Mack Williams: From pandemic to endemic

Published 12:00 am Sunday, June 14, 2020

By Mack Williams
For the Salisbury Post
This is my humble effort to temporarily divert our minds from the pandemic to something endemic and also harmful to other creatures — the eastern box turtle’s annual effort to cross the road in late May-June.
While driving recently, I saw some crushed clumps in the road. The ones with wires sticking out were pieces of truck tires; but the squashed, oval-shaped objects were the remains of run-over eastern box turtles.
Then I saw a live eastern box turtle, its head poked out and up, as if listening for oncoming traffic.
I decided to do the humane thing, so I pulled over and assisted his crossing.
The turtle had red eyes, meaning it was male. When I picked him up, he pulled his body into his shell, “hissing” (an out-rush of air from the closing shell, not a true hiss). He seemed more scared of me than he was of traffic.

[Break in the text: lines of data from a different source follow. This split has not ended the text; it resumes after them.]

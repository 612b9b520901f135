//! Applying verified changes to the working tree.
//!
//! Only tasks that reached DONE are committed, one at a time, by the
//! orchestrator after a dispatch round has drained.

use crate::core::task::Task;
use crate::orchestration::parser::{ChangeAction, CodeChange};
use crate::{clog_debug, Error, Result};
use git2::{ErrorCode, Repository, Signature};
use std::fs;
use std::path::{Path, PathBuf};

/// Writes a finished task's changes somewhere durable.
pub trait Committer: Send {
    /// Apply `changes` for `task`; returns an identifier of what was recorded,
    /// or `None` when there was nothing to record.
    fn commit(&mut self, task: &Task, changes: &[CodeChange]) -> Result<Option<String>>;
}

/// Commits each finished task to a git repository.
#[derive(Debug, Clone)]
pub struct GitCommitter {
    repo_path: PathBuf,
}

impl GitCommitter {
    pub fn new(repo_path: &Path) -> Result<Self> {
        Repository::open(repo_path)?;
        Ok(Self {
            repo_path: repo_path.to_path_buf(),
        })
    }

    pub fn repo_path(&self) -> &Path {
        &self.repo_path
    }

    fn repo(&self) -> Result<Repository> {
        Ok(Repository::open(&self.repo_path)?)
    }

    pub fn head_commit(&self) -> Result<String> {
        let repo = self.repo()?;
        let head = repo.head()?;
        let commit = head.peel_to_commit()?;
        Ok(commit.id().to_string())
    }
}

/// Write `changes` under `root`; returns the relative paths touched.
pub(crate) fn apply_changes(root: &Path, changes: &[CodeChange]) -> Result<Vec<PathBuf>> {
    let mut touched = Vec::with_capacity(changes.len());
    for change in changes {
        let relative = change.relative_path().ok_or_else(|| {
            Error::Validation(format!("change path {} leaves the repository", change.path))
        })?;
        let target = root.join(relative);
        match change.action {
            ChangeAction::Delete => {
                if target.exists() {
                    fs::remove_file(&target)?;
                }
            }
            ChangeAction::Create | ChangeAction::Modify => {
                if let Some(parent) = target.parent() {
                    fs::create_dir_all(parent)?;
                }
                fs::write(&target, &change.content)?;
            }
        }
        touched.push(relative.to_path_buf());
    }
    Ok(touched)
}

impl Committer for GitCommitter {
    fn commit(&mut self, task: &Task, changes: &[CodeChange]) -> Result<Option<String>> {
        clog_debug!(
            "GitCommitter::commit task={} changes={} repo={}",
            task.id,
            changes.len(),
            self.repo_path.display()
        );
        let touched = apply_changes(&self.repo_path, changes)?;

        let repo = self.repo()?;
        let mut index = repo.index()?;
        for path in &touched {
            if self.repo_path.join(path).exists() {
                index.add_path(path)?;
            } else if index.get_path(path, 0).is_some() {
                index.remove_path(path)?;
            }
        }
        index.write()?;

        let tree_id = index.write_tree()?;
        let tree = repo.find_tree(tree_id)?;
        let parent = match repo.head() {
            Ok(head) => Some(head.peel_to_commit()?),
            Err(e) if e.code() == ErrorCode::UnbornBranch => None,
            Err(e) => return Err(e.into()),
        };
        if parent.as_ref().is_some_and(|p| p.tree_id() == tree_id) {
            clog_debug!("GitCommitter: nothing to commit for {}", task.id);
            return Ok(None);
        }

        let sig = repo
            .signature()
            .or_else(|_| Signature::now("conductor", "conductor@localhost"))?;
        let message = format!("{}: {}", task.id, task.title);
        let parents: Vec<&git2::Commit> = parent.iter().collect();
        let commit_id = repo.commit(Some("HEAD"), &sig, &sig, &message, &tree, &parents)?;
        clog_debug!("Commit created: {}", commit_id);
        Ok(Some(commit_id.to_string()))
    }
}
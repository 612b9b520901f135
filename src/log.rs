//! Structured file logging for orchestration runs.
//!
//! Log levels:
//! - ERROR: A run could not continue (malformed input, persistence failure)
//! - WARN: A task failed and was handed to recovery, or the budget ran out
//! - INFO: Run lifecycle and task transitions
//! - DEBUG: Admission decisions, gate scores, check summaries
//! - TRACE: Raw worker and check runner output
//!
//! `CONDUCTOR_DEBUG=1` raises the level to DEBUG; `CONDUCTOR_LOG=<level>`
//! picks any level. While a run is active every line carries a short run tag.
//! Nothing is written until one of the `init*` functions has been called.

use std::fs::OpenOptions;
use std::io::Write;
use std::path::{Path, PathBuf};
use std::str::FromStr;
use std::sync::atomic::{AtomicU8, Ordering};
use std::sync::{OnceLock, RwLock};

static LOG_PATH: OnceLock<PathBuf> = OnceLock::new();
static LOG_LEVEL: AtomicU8 = AtomicU8::new(LogLevel::Info as u8);
static RUN_TAG: RwLock<Option<String>> = RwLock::new(None);

/// Log levels for filtering messages.
#[derive(Debug, Clone, Copy, PartialEq, Eq, PartialOrd, Ord)]
#[repr(u8)]
pub enum LogLevel {
    Error = 0,
    Warn = 1,
    Info = 2,
    Debug = 3,
    Trace = 4,
}

const LEVELS: [LogLevel; 5] = [
    LogLevel::Error,
    LogLevel::Warn,
    LogLevel::Info,
    LogLevel::Debug,
    LogLevel::Trace,
];

impl LogLevel {
    pub fn as_str(&self) -> &'static str {
        match self {
            LogLevel::Error => "ERROR",
            LogLevel::Warn => "WARN",
            LogLevel::Info => "INFO",
            LogLevel::Debug => "DEBUG",
            LogLevel::Trace => "TRACE",
        }
    }
}

impl FromStr for LogLevel {
    type Err = String;

    fn from_str(s: &str) -> Result<Self, Self::Err> {
        LEVELS
            .into_iter()
            .find(|level| level.as_str().eq_ignore_ascii_case(s.trim()))
            .ok_or_else(|| format!("unknown log level: {}", s))
    }
}

fn level_from_env() -> LogLevel {
    if let Some(level) = std::env::var("CONDUCTOR_LOG")
        .ok()
        .and_then(|v| v.parse().ok())
    {
        return level;
    }
    let debug = std::env::var("CONDUCTOR_DEBUG")
        .map(|v| v == "1" || v.eq_ignore_ascii_case("true"))
        .unwrap_or(false);
    if debug {
        LogLevel::Debug
    } else {
        LogLevel::Info
    }
}

/// Initialize logging to ~/.conductor/conductor.log
pub fn init() {
    if let Some(dir) = dirs::home_dir().map(|h| h.join(".conductor")) {
        init_at(&dir.join("conductor.log"), false);
    }
}

/// Initialize logging to an explicit file, truncating it.
///
/// The first successful call picks the file; later calls only adjust the level.
pub fn init_at(path: &Path, debug: bool) {
    let level = level_from_env().max(if debug { LogLevel::Debug } else { LogLevel::Error });
    set_level(level);

    if LOG_PATH.get().is_some() {
        return;
    }
    if let Some(parent) = path.parent() {
        let _ = std::fs::create_dir_all(parent);
    }
    let _ = std::fs::write(path, "");
    LOG_PATH.set(path.to_path_buf()).ok();
}

/// Tag subsequent lines with a run id (first 8 characters), or clear the tag.
pub fn set_run(run_id: Option<&str>) {
    if let Ok(mut tag) = RUN_TAG.write() {
        *tag = run_id.map(|id| id.chars().take(8).collect());
    }
}

pub fn set_level(level: LogLevel) {
    LOG_LEVEL.store(level as u8, Ordering::SeqCst);
}

pub fn get_level() -> LogLevel {
    LEVELS
        .get(LOG_LEVEL.load(Ordering::Relaxed) as usize)
        .copied()
        .unwrap_or(LogLevel::Trace)
}

fn format_line(level: LogLevel, run: Option<&str>, msg: &str) -> String {
    let timestamp = chrono::Local::now().format("%H:%M:%S%.3f");
    match run {
        Some(run) => format!("[{}] [{}] [run {}] {}", timestamp, level.as_str(), run, msg),
        None => format!("[{}] [{}] {}", timestamp, level.as_str(), msg),
    }
}

/// Log a message at the specified level.
pub fn log_at(level: LogLevel, msg: &str) {
    if level > get_level() {
        return;
    }
    let Some(path) = LOG_PATH.get() else {
        return;
    };
    let run = RUN_TAG.read().ok().and_then(|tag| tag.clone());
    if let Ok(mut file) = OpenOptions::new().create(true).append(true).open(path) {
        let _ = writeln!(file, "{}", format_line(level, run.as_deref(), msg));
    }
}

pub fn error(msg: &str) {
    log_at(LogLevel::Error, msg);
}

pub fn warn(msg: &str) {
    log_at(LogLevel::Warn, msg);
}

pub fn info(msg: &str) {
    log_at(LogLevel::Info, msg);
}

pub fn debug(msg: &str) {
    log_at(LogLevel::Debug, msg);
}

pub fn trace(msg: &str) {
    log_at(LogLevel::Trace, msg);
}

/// Log at INFO level.
#[macro_export]
macro_rules! clog {
    ($($arg:tt)*) => {
        $crate::log::info(&format!($($arg)*))
    };
}

/// Log at ERROR level.
#[macro_export]
macro_rules! clog_error {
    ($($arg:tt)*) => {
        $crate::log::error(&format!($($arg)*))
    };
}

/// Log at WARN level.
#[macro_export]
macro_rules! clog_warn {
    ($($arg:tt)*) => {
        $crate::log::warn(&format!($($arg)*))
    };
}

/// Log at DEBUG level (only when debug mode is enabled).
#[macro_export]
macro_rules! clog_debug {
    ($($arg:tt)*) => {
        $crate::log::debug(&format!($($arg)*))
    };
}

/// Log at TRACE level.
#[macro_export]
macro_rules! clog_trace {
    ($($arg:tt)*) => {
        $crate::log::trace(&format!($($arg)*))
    };
}
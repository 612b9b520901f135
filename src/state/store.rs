//! JSON snapshot files, one per run.

use crate::core::dag::GraphSnapshot;
use crate::orchestration::budget::LedgerSnapshot;
use crate::orchestration::recovery::RecoveryDecision;
use crate::core::task::TaskId;
use crate::{clog_debug, Result};
use chrono::{DateTime, Utc};
use serde::{Deserialize, Serialize};
use std::fs;
use std::path::{Path, PathBuf};
use uuid::Uuid;

/// Everything needed to resume a run.
#[derive(Debug, Clone, PartialEq, Serialize, Deserialize)]
pub struct RunSnapshot {
    pub run_id: Uuid,
    pub saved_at: DateTime<Utc>,
    pub graph: GraphSnapshot,
    pub ledger: LedgerSnapshot,
    /// Recovery decisions taken so far, oldest first.
    #[serde(default)]
    pub decisions: Vec<(TaskId, RecoveryDecision)>,
}

/// Writes snapshots atomically under a directory.
#[derive(Debug, Clone)]
pub struct SnapshotStore {
    dir: PathBuf,
}

impl SnapshotStore {
    pub fn new(dir: &Path) -> Self {
        Self {
            dir: dir.to_path_buf(),
        }
    }

    pub fn dir(&self) -> &Path {
        &self.dir
    }

    pub fn path_for(&self, run_id: &Uuid) -> PathBuf {
        self.dir.join(format!("run-{}.json", run_id))
    }

    /// Write via a temporary file and rename, so a crash never leaves a torn snapshot.
    pub fn save(&self, snapshot: &RunSnapshot) -> Result<()> {
        fs::create_dir_all(&self.dir)?;
        let path = self.path_for(&snapshot.run_id);
        let tmp = path.with_extension("json.tmp");
        fs::write(&tmp, serde_json::to_vec_pretty(snapshot)?)?;
        fs::rename(&tmp, &path)?;
        clog_debug!(
            "SnapshotStore::save run={} tasks={}",
            snapshot.run_id,
            snapshot.graph.tasks.len()
        );
        Ok(())
    }

    pub fn load(&self, run_id: &Uuid) -> Result<Option<RunSnapshot>> {
        let path = self.path_for(run_id);
        if !path.exists() {
            return Ok(None);
        }
        Ok(Some(serde_json::from_str(&fs::read_to_string(path)?)?))
    }

    /// The most recently saved snapshot in the directory, if any.
    pub fn latest(&self) -> Result<Option<RunSnapshot>> {
        if !self.dir.exists() {
            return Ok(None);
        }
        let mut latest: Option<RunSnapshot> = None;
        for entry in fs::read_dir(&self.dir)? {
            let path = entry?.path();
            let is_snapshot = path
                .file_name()
                .and_then(|n| n.to_str())
                .is_some_and(|n| n.starts_with("run-") && n.ends_with(".json"));
            if !is_snapshot {
                continue;
            }
            let snapshot: RunSnapshot = serde_json::from_str(&fs::read_to_string(&path)?)?;
            if latest.as_ref().is_none_or(|l| snapshot.saved_at > l.saved_at) {
                latest = Some(snapshot);
            }
        }
        Ok(latest)
    }
}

Sadly, as we crossed, I saw the remains of a crushed turtle of some weeks before, its flesh gone, with only shattered, remaining shell fragments about a half-inch distant from each other, like a tragic puzzle never to be re-assembled.

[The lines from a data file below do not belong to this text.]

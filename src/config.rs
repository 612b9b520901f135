use serde::{Deserialize, Serialize};
use std::fs;
use std::path::{Path, PathBuf};
use std::time::Duration;

use crate::{clog_debug, Error, Result};

/// Run configuration, read from `~/.conductor/conductor.toml`.
///
/// Every section is optional in the file; missing keys take the defaults below.
#[derive(Debug, Clone, Serialize, Deserialize, Default, PartialEq)]
pub struct Config {
    /// Where run snapshots are written. Defaults to `~/.conductor/runs`.
    pub state_dir: Option<String>,
    #[serde(default)]
    pub dispatch: DispatchConfig,
    #[serde(default)]
    pub budget: BudgetConfig,
    #[serde(default)]
    pub gate: GateConfig,
    #[serde(default)]
    pub recovery: RecoveryConfig,
    #[serde(default)]
    pub worker: WorkerConfig,
    #[serde(default)]
    pub verifier: VerifierConfig,
}

#[derive(Debug, Clone, Serialize, Deserialize, PartialEq)]
#[serde(default)]
pub struct DispatchConfig {
    /// Maximum concurrent worker invocations.
    pub concurrency: usize,
}

impl Default for DispatchConfig {
    fn default() -> Self {
        Self { concurrency: 4 }
    }
}

#[derive(Debug, Clone, Serialize, Deserialize, PartialEq)]
#[serde(default)]
pub struct BudgetConfig {
    pub max_cost_usd: f64,
    pub max_time_secs: u64,
    /// Cost reserved for each admission before the real cost is known.
    pub estimated_cost_per_invocation: f64,
}

impl Default for BudgetConfig {
    fn default() -> Self {
        Self {
            max_cost_usd: 25.0,
            max_time_secs: 4 * 60 * 60,
            estimated_cost_per_invocation: 0.50,
        }
    }
}

impl BudgetConfig {
    pub fn max_time(&self) -> Duration {
        Duration::from_secs(self.max_time_secs)
    }
}

#[derive(Debug, Clone, Serialize, Deserialize, PartialEq)]
#[serde(default)]
pub struct GateConfig {
    pub base_steps: u32,
    pub steps_per_point: u32,
    /// Hard ceiling on any step budget handed to a worker.
    pub step_ceiling: u32,
    /// Difficulty above which a task is split up front.
    pub split_threshold: u32,
    pub words_per_point: u32,
    /// Retry count at which a task is rejected outright.
    pub max_attempts: u32,
}

impl Default for GateConfig {
    fn default() -> Self {
        Self {
            base_steps: 20,
            steps_per_point: 5,
            step_ceiling: 200,
            split_threshold: 30,
            words_per_point: 50,
            max_attempts: 6,
        }
    }
}

#[derive(Debug, Clone, Serialize, Deserialize, PartialEq)]
#[serde(default)]
pub struct RecoveryConfig {
    pub max_transient_retries: u32,
    pub max_adjusted_retries: u32,
    pub budget_multiplier: u32,
}

impl Default for RecoveryConfig {
    fn default() -> Self {
        Self {
            max_transient_retries: 3,
            max_adjusted_retries: 2,
            budget_multiplier: 2,
        }
    }
}

#[derive(Debug, Clone, Serialize, Deserialize, PartialEq)]
#[serde(default)]
pub struct WorkerConfig {
    pub binary: String,
    /// Arguments; `{prompt}` and `{steps}` are substituted per invocation.
    pub args: Vec<String>,
    pub timeout_secs: u64,
    /// Fallback cost estimate when the worker does not report one.
    pub cost_per_step: f64,
    pub staging_dir: Option<String>,
}

impl Default for WorkerConfig {
    fn default() -> Self {
        Self {
            binary: "claude".to_string(),
            args: vec![
                "-p".to_string(),
                "{prompt}".to_string(),
                "--output-format".to_string(),
                "json".to_string(),
                "--max-turns".to_string(),
                "{steps}".to_string(),
            ],
            timeout_secs: 600,
            cost_per_step: 0.02,
            staging_dir: None,
        }
    }
}

impl WorkerConfig {
    pub fn timeout(&self) -> Duration {
        Duration::from_secs(self.timeout_secs)
    }
}

#[derive(Debug, Clone, Serialize, Deserialize, PartialEq)]
#[serde(default)]
pub struct VerifierConfig {
    pub program: String,
    pub args: Vec<String>,
    /// Project the checks belong to; the current directory when unset.
    pub project_dir: Option<String>,
    pub timeout_secs: u64,
}

impl Default for VerifierConfig {
    fn default() -> Self {
        Self {
            program: "cargo".to_string(),
            args: vec!["test".to_string()],
            project_dir: None,
            timeout_secs: 300,
        }
    }
}

impl VerifierConfig {
    pub fn timeout(&self) -> Duration {
        Duration::from_secs(self.timeout_secs)
    }
}

impl Config {
    pub fn conductor_dir() -> Result<PathBuf> {
        Ok(dirs::home_dir().ok_or(Error::NoHomeDir)?.join(".conductor"))
    }

    pub fn config_path() -> Result<PathBuf> {
        Ok(Self::conductor_dir()?.join("conductor.toml"))
    }

    pub fn state_dir(&self) -> Result<PathBuf> {
        match &self.state_dir {
            Some(dir) => Ok(expand_tilde(dir)),
            None => Ok(Self::conductor_dir()?.join("runs")),
        }
    }

    pub fn staging_root(&self) -> Result<PathBuf> {
        match &self.worker.staging_dir {
            Some(dir) => Ok(expand_tilde(dir)),
            None => Ok(Self::conductor_dir()?.join("staging")),
        }
    }

    pub fn project_dir(&self) -> Result<PathBuf> {
        match &self.verifier.project_dir {
            Some(dir) => Ok(expand_tilde(dir)),
            None => Ok(std::env::current_dir()?),
        }
    }

    pub fn load() -> Result<Self> {
        Self::load_from(&Self::config_path()?)
    }

    pub fn load_from(path: &Path) -> Result<Self> {
        clog_debug!("Config::load path={}", path.display());
        if !path.exists() {
            clog_debug!("Config file not found, using defaults");
            return Ok(Self::default());
        }
        let config: Self = toml::from_str(&fs::read_to_string(path)?)?;
        config.validate()?;
        clog_debug!(
            "Config loaded: concurrency={}, max_cost_usd={}, step_ceiling={}",
            config.dispatch.concurrency,
            config.budget.max_cost_usd,
            config.gate.step_ceiling
        );
        Ok(config)
    }

    pub fn save(&self) -> Result<()> {
        self.save_to(&Self::config_path()?)
    }

    pub fn save_to(&self, path: &Path) -> Result<()> {
        if let Some(dir) = path.parent() {
            if !dir.exists() {
                clog_debug!("Creating config directory {}", dir.display());
                fs::create_dir_all(dir)?;
            }
        }
        fs::write(path, toml::to_string_pretty(self)?)?;
        clog_debug!("Config saved to {}", path.display());
        Ok(())
    }

    /// Reject settings that would make the run unbounded or inert.
    pub fn validate(&self) -> Result<()> {
        if self.dispatch.concurrency == 0 {
            return Err(Error::Validation("dispatch.concurrency must be at least 1".into()));
        }
        if self.recovery.budget_multiplier < 2 {
            return Err(Error::Validation(
                "recovery.budget_multiplier must be at least 2".into(),
            ));
        }
        if self.gate.base_steps == 0 || self.gate.step_ceiling < self.gate.base_steps {
            return Err(Error::Validation(
                "gate.step_ceiling must be at least gate.base_steps, which must be positive".into(),
            ));
        }
        if self.gate.words_per_point == 0 {
            return Err(Error::Validation("gate.words_per_point must be positive".into()));
        }
        if self.budget.max_cost_usd < 0.0 || self.budget.estimated_cost_per_invocation < 0.0 {
            return Err(Error::Validation("budget costs must not be negative".into()));
        }
        Ok(())
    }
}

pub(crate) fn expand_tilde(path: &str) -> PathBuf {
    if let Some(rest) = path.strip_prefix("~/") {
        if let Some(home) = dirs::home_dir() {
            return home.join(rest);
        }
    }
    PathBuf::from(path)
}
/// Raw output of a capability that ran to some conclusion.
#[derive(Debug, Clone, Default, PartialEq)]
pub struct CapabilityOutput {
    pub text: String,
    /// The step budget ran out before the worker finished.
    pub exhausted: bool,
    pub cost_usd: Option<f64>,
    pub steps: Option<u32>,
}

/// Why an invocation failed to produce output.
#[derive(Debug, Clone, Copy, PartialEq, Eq, Serialize, Deserialize)]
#[serde(rename_all = "snake_case")]
pub enum InvocationErrorKind {
    Authentication,
    Quota,
    Network,
    /// The worker process could not be started.
    Spawn,
    /// The worker exited unsuccessfully for an unrecognized reason.
    Exit,
    /// The staging area could not be prepared or written.
    Staging,
    /// Output was present but did not match the expected shape.
    Decode,
    /// The invocation task panicked.
    Panic,
}

impl InvocationErrorKind {
    /// Failures that retrying cannot fix without outside intervention.
    pub fn is_environmental(&self) -> bool {
        matches!(
            self,
            Self::Authentication | Self::Quota | Self::Spawn | Self::Staging
        )
    }
}

#[derive(Debug, Clone, PartialEq, Eq, Serialize, Deserialize)]
pub struct InvocationError {
    pub kind: InvocationErrorKind,
    pub message: String,
}

impl InvocationError {
    pub fn new(kind: InvocationErrorKind, message: impl Into<String>) -> Self {
        Self {
            kind,
            message: message.into(),
        }
    }
}

impl std::fmt::Display for InvocationError {
    fn fmt(&self, f: &mut std::fmt::Formatter<'_>) -> std::fmt::Result {
        write!(f, "{:?}: {}", self.kind, self.message)
    }
}

/// An external reasoning/execution capability.
pub trait Capability: Send + Sync {
    fn run(
        &self,
        request: &WorkerRequest,
    ) -> impl Future<Output = std::result::Result<CapabilityOutput, InvocationError>> + Send;
}

/// Outcome category of one invocation.
#[derive(Debug, Clone, Copy, PartialEq, Eq, Serialize, Deserialize)]
#[serde(rename_all = "snake_case")]
pub enum WorkerStatus {
    Success,
    Timeout,
    ParseError,
    RuntimeError,
    /// Budget exhausted; the payload holds whatever was emitted.
    Incomplete,
}

/// Immutable result of one invocation.
#[derive(Debug, Clone, PartialEq)]
pub struct WorkerResult {
    pub task_id: TaskId,
    pub status: WorkerStatus,
    pub raw_output: String,
    pub payload: Option<Vec<Record>>,
    pub elapsed: Duration,
    pub estimated_cost: f64,
    pub error: Option<InvocationError>,
    pub step_budget: u32,
    pub steps: u32,
    pub staging: PathBuf,
}

impl WorkerResult {
    /// A result carrying only a failure, with no output.
    pub fn failed(
        task_id: &TaskId,
        status: WorkerStatus,
        error: Option<InvocationError>,
        step_budget: u32,
        elapsed: Duration,
    ) -> Self {
        Self {
            task_id: task_id.clone(),
            status,
            raw_output: String::new(),
            payload: None,
            elapsed,
            estimated_cost: 0.0,
            error,
            step_budget,
            steps: 0,
            staging: PathBuf::new(),
        }
    }

    pub fn records(&self) -> &[Record] {
        self.payload.as_deref().unwrap_or(&[])
    }

    /// True when the output should be handed to the verifier. An exhausted
    /// attempt with nothing usable has nothing to verify.
    pub fn produced_output(&self) -> bool {
        match self.status {
            WorkerStatus::Success => true,
            WorkerStatus::Incomplete => !self.records().is_empty(),
            _ => false,
        }
    }
}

Naturalists advise “turtle-Samaritans” to keep the assisted turtle in its original travel direction (a male could be headed towards water, food, or a female turtle). This one happened to be headed towards a locally notorious night spot on the Virginia-Carolina border (after all, the turtle was male). As it was mid-morning, and as the night spot wasn’t open; and since it was highly unlikely the turtle would satisfy any of its possibly prurient reptilian interests there, I placed him at the edge of the woods behind the building, not at its door; although that was where he had seemed Hell-bent (or “turtle-bent”).
If any of my church friends had seen me that day in the vicinity of “perdition,” and had doubted my turtle-aid story, my proof was long gone, maybe somewhere in those woods “having a good time!”
Before reaching my destination, I spied another eastern box turtle heading directly across the road towards an ABC store. Again, I pulled over and helped him across. This turtle was also red-eyed (not from previous ABC store trips, but because he was male).
As with the other turtle, I placed him behind that “den of dissoluteness,” but still in the same compass direction.
I once again thought of my fellow parishioners’ possible concerns; and to them I would say: “I’m 69 years old, and since eastern box turtles can live to be 100, it’s like I was helping seniors across the street.” After all, in my youth I was a Saint Paul’s Lutheran Cub Scout (to the best of my numerical memory: Pack #352).